> Stored data entries

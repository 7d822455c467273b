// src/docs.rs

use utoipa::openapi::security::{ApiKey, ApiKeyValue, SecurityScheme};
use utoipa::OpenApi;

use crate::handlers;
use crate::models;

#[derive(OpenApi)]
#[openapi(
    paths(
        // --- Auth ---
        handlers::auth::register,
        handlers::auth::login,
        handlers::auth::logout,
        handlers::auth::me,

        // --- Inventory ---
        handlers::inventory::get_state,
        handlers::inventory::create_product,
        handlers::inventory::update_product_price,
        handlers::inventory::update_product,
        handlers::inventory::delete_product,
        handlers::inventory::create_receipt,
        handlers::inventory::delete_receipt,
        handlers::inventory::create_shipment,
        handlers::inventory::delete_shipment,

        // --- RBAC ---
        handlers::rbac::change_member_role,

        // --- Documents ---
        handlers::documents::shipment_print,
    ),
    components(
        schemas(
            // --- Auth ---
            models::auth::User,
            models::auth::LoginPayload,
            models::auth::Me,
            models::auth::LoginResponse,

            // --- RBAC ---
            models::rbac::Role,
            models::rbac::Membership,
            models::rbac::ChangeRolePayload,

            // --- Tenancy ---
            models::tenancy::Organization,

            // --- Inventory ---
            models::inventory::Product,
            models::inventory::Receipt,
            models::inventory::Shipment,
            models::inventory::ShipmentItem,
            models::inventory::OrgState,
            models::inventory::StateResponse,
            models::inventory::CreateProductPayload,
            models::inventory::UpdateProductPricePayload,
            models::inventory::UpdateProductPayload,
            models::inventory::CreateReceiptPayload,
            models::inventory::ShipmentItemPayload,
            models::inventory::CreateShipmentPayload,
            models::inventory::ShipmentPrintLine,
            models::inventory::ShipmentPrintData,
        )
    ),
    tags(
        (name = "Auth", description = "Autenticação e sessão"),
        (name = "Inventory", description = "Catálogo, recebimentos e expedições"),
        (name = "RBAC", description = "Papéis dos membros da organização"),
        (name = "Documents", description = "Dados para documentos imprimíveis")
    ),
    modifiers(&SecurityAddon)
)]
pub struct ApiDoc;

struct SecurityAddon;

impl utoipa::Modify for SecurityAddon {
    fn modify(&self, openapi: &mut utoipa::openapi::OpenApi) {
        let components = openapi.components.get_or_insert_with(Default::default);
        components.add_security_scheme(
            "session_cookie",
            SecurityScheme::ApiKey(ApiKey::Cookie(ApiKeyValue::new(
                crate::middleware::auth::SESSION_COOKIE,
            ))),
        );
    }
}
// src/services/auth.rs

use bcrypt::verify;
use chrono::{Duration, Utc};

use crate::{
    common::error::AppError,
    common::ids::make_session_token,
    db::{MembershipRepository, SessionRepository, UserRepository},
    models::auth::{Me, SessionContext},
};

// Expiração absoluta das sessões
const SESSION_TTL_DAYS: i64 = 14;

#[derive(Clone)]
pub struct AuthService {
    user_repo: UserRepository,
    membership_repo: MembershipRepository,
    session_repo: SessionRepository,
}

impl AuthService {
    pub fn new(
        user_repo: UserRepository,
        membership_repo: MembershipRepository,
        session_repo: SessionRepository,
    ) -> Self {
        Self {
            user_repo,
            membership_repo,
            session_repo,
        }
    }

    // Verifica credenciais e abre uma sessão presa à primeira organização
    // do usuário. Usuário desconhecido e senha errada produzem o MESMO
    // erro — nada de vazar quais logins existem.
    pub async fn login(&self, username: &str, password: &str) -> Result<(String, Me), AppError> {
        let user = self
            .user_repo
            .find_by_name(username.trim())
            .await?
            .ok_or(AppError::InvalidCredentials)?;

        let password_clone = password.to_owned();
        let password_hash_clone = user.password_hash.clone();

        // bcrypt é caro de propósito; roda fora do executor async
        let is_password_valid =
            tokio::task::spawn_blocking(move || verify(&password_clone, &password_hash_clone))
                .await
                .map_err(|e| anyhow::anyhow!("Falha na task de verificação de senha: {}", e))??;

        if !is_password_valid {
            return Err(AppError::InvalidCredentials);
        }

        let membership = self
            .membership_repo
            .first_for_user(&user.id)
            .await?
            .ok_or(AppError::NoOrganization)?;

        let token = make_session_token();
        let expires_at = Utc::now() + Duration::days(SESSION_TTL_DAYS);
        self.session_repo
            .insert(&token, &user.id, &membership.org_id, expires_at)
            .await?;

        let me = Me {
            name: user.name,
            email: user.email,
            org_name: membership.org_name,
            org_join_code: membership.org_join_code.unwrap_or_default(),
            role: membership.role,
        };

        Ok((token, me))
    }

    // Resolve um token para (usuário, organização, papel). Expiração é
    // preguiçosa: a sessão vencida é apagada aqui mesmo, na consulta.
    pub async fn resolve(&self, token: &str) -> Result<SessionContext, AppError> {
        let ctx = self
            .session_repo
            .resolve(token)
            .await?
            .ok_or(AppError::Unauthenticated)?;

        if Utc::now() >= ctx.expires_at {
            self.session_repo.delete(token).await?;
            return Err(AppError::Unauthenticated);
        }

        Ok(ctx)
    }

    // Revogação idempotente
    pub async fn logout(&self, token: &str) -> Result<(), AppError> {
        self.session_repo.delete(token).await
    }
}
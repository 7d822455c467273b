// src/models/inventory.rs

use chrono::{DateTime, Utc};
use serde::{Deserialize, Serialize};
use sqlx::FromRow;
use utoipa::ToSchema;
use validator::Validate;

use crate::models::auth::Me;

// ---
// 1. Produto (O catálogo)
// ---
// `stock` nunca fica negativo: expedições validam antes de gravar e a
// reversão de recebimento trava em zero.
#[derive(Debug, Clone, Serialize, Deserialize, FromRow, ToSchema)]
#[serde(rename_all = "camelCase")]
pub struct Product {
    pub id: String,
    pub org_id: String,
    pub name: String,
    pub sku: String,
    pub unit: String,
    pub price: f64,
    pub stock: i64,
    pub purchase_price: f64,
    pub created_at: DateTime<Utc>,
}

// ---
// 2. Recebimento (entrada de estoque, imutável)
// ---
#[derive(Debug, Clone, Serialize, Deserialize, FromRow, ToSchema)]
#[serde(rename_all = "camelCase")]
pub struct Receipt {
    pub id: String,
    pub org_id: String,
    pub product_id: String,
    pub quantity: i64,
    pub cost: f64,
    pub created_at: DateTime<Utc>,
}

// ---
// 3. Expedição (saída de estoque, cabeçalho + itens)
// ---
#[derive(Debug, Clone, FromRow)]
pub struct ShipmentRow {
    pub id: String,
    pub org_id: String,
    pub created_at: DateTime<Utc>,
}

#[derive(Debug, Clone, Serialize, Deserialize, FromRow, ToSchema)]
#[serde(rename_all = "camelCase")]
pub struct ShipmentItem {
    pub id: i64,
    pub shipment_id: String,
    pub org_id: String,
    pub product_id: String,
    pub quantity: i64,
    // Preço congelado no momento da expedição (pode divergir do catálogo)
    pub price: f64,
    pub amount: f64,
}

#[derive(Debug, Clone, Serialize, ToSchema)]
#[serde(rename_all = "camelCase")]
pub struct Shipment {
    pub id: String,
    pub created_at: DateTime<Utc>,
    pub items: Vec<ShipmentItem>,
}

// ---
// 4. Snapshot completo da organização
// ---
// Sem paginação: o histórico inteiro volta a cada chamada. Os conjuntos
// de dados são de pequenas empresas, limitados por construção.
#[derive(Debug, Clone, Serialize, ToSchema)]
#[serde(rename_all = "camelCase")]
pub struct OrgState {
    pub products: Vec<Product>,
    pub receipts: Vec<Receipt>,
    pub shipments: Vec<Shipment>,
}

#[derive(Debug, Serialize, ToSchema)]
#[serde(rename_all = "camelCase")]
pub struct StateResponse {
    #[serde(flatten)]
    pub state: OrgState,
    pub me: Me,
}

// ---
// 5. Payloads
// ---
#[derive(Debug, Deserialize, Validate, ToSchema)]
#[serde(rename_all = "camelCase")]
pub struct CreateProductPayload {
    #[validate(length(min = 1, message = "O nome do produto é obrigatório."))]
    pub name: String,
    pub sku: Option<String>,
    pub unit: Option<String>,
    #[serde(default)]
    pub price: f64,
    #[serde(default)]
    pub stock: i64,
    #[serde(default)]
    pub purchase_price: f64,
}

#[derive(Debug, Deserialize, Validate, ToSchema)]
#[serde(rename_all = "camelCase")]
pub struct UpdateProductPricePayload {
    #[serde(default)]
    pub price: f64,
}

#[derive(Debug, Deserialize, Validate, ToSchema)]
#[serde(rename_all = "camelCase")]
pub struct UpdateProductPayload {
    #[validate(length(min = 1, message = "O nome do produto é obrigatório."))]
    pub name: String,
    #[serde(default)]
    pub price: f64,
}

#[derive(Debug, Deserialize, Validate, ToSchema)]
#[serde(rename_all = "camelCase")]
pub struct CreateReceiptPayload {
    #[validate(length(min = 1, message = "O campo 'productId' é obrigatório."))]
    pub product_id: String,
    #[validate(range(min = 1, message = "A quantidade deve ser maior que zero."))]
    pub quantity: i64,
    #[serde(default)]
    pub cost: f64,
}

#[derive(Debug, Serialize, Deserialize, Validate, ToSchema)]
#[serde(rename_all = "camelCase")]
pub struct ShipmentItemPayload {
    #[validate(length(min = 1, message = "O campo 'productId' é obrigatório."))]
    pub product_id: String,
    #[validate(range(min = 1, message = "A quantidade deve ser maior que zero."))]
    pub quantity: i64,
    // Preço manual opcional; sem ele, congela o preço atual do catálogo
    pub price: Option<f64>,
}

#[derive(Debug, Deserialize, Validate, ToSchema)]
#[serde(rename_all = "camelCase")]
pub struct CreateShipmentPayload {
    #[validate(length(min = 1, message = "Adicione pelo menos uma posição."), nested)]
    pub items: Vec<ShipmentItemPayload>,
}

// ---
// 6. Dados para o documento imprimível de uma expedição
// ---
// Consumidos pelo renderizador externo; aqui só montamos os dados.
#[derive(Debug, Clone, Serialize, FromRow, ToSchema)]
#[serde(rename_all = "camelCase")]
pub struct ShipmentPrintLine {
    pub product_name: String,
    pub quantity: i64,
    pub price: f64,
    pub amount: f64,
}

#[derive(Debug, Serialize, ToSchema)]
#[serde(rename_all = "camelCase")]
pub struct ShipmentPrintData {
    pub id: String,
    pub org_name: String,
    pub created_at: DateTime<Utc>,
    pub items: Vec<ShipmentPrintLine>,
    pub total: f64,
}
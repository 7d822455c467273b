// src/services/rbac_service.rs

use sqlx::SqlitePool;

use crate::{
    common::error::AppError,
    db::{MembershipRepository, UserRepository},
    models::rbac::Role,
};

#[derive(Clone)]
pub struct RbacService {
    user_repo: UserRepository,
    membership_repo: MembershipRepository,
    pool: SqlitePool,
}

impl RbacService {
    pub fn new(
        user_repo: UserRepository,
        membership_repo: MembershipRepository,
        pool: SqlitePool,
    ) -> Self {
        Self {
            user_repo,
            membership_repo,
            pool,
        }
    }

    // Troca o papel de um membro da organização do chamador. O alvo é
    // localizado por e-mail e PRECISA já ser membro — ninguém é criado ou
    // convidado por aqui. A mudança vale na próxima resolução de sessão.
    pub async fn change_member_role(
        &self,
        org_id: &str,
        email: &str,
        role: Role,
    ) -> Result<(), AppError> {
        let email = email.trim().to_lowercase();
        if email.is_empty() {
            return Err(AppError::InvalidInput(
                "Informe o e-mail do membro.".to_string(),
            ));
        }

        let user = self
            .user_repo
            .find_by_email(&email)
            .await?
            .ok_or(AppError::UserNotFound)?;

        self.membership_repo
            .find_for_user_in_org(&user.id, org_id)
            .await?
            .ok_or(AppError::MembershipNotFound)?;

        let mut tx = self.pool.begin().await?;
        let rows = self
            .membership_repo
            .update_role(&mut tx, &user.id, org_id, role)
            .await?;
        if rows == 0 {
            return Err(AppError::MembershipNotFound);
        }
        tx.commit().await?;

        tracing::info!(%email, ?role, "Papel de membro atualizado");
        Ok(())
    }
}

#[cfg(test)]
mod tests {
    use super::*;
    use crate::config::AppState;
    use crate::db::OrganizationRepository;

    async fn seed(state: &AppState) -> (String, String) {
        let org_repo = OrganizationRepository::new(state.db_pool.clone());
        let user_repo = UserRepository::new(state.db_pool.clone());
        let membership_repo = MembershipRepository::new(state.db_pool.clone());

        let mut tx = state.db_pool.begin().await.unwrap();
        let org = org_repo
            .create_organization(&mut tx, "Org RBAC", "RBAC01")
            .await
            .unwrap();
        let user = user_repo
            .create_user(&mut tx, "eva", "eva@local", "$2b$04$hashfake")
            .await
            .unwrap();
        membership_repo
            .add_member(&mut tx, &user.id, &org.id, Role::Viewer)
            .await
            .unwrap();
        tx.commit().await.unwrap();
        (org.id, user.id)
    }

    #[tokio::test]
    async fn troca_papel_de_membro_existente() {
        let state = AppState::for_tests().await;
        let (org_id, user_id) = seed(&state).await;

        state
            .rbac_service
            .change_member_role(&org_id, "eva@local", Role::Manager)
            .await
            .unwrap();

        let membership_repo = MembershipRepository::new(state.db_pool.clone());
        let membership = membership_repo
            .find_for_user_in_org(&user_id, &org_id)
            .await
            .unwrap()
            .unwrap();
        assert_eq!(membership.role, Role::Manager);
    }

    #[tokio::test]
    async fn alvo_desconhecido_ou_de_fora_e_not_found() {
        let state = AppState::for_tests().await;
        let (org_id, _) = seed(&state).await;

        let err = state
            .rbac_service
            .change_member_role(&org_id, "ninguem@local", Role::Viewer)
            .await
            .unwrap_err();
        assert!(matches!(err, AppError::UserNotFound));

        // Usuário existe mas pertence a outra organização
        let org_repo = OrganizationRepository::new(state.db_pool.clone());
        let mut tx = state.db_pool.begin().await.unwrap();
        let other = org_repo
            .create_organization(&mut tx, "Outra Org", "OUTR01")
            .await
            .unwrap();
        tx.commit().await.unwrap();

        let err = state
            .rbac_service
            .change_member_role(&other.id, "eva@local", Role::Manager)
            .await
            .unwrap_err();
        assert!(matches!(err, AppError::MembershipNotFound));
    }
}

> Exercise aim
Check each line in the records above for the word "UpdateProductPayload". Return those that have it.

> Answer space
            models::inventory::UpdateProductPayload,
pub struct UpdateProductPayload {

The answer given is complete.